● Task to carry out: When you reach the line that contains "pub struct CompositeConfig" in the data below, start reproducing lines exactly, and stop after the line that contains "Per-factor weights, used".

● Material for this exercise:
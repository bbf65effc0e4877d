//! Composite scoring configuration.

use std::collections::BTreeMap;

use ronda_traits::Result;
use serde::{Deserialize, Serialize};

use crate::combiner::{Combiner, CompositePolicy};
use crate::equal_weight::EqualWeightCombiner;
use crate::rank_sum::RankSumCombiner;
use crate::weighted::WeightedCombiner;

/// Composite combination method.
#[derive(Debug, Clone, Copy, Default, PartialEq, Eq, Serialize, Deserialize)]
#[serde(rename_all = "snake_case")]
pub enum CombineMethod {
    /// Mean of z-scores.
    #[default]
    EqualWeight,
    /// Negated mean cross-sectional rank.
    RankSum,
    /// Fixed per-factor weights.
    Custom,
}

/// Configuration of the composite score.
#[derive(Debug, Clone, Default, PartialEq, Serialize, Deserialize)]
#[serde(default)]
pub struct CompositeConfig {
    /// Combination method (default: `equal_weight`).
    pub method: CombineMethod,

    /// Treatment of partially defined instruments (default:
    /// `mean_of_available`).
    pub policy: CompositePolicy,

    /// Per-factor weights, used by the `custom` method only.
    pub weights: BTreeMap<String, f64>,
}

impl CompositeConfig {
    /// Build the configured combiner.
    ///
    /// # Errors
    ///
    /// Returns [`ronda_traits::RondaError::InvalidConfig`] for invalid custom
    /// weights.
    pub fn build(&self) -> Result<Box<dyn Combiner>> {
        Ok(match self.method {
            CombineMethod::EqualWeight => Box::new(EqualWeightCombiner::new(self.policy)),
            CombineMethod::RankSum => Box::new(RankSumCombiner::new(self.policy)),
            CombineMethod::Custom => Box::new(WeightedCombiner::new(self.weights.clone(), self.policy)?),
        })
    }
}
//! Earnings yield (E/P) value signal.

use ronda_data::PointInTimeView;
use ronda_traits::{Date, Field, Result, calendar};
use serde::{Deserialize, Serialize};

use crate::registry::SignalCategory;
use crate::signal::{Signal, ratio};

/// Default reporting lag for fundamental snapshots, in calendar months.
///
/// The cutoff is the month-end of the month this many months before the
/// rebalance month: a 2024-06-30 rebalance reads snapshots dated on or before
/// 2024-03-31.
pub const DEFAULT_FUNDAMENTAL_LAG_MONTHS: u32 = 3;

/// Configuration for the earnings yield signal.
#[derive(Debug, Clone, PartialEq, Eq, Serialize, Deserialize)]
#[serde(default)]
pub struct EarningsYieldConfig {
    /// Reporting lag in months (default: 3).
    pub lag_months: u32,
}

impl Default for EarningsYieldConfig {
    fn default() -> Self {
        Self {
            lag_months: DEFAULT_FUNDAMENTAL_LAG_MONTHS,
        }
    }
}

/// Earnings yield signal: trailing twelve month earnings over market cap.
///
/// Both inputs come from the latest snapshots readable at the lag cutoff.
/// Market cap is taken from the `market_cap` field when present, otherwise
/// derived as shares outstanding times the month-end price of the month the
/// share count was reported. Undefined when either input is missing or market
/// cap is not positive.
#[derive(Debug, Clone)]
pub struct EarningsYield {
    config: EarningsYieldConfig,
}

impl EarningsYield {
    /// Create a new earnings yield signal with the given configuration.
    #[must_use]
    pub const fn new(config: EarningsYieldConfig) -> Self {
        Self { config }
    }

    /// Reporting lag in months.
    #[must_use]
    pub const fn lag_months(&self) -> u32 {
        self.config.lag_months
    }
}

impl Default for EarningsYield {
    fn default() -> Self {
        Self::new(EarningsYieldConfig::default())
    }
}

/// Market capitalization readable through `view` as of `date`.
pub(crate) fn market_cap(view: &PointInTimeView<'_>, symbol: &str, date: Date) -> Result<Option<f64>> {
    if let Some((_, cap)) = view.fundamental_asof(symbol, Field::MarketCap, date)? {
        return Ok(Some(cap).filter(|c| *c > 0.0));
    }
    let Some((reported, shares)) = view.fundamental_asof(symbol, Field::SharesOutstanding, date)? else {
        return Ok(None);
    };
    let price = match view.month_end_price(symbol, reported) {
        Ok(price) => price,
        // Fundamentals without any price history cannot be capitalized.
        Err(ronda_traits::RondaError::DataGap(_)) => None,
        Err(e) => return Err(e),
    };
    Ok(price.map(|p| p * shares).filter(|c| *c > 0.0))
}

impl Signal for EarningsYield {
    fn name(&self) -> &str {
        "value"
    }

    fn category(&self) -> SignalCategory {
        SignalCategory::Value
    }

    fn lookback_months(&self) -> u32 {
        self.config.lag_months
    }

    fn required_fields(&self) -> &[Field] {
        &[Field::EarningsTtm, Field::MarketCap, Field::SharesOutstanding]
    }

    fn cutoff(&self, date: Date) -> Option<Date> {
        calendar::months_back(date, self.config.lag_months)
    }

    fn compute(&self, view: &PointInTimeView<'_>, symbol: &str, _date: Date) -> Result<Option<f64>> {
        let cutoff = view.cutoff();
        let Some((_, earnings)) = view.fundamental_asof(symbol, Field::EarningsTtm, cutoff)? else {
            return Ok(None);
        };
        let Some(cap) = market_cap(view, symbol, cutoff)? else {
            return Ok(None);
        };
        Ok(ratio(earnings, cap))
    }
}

● Response to the task:
pub struct CompositeConfig {
    /// Combination method (default: `equal_weight`).
    pub method: CombineMethod,

    /// Treatment of partially defined instruments (default:
    /// `mean_of_available`).
    pub policy: CompositePolicy,

    /// Per-factor weights, used by the `custom` method only.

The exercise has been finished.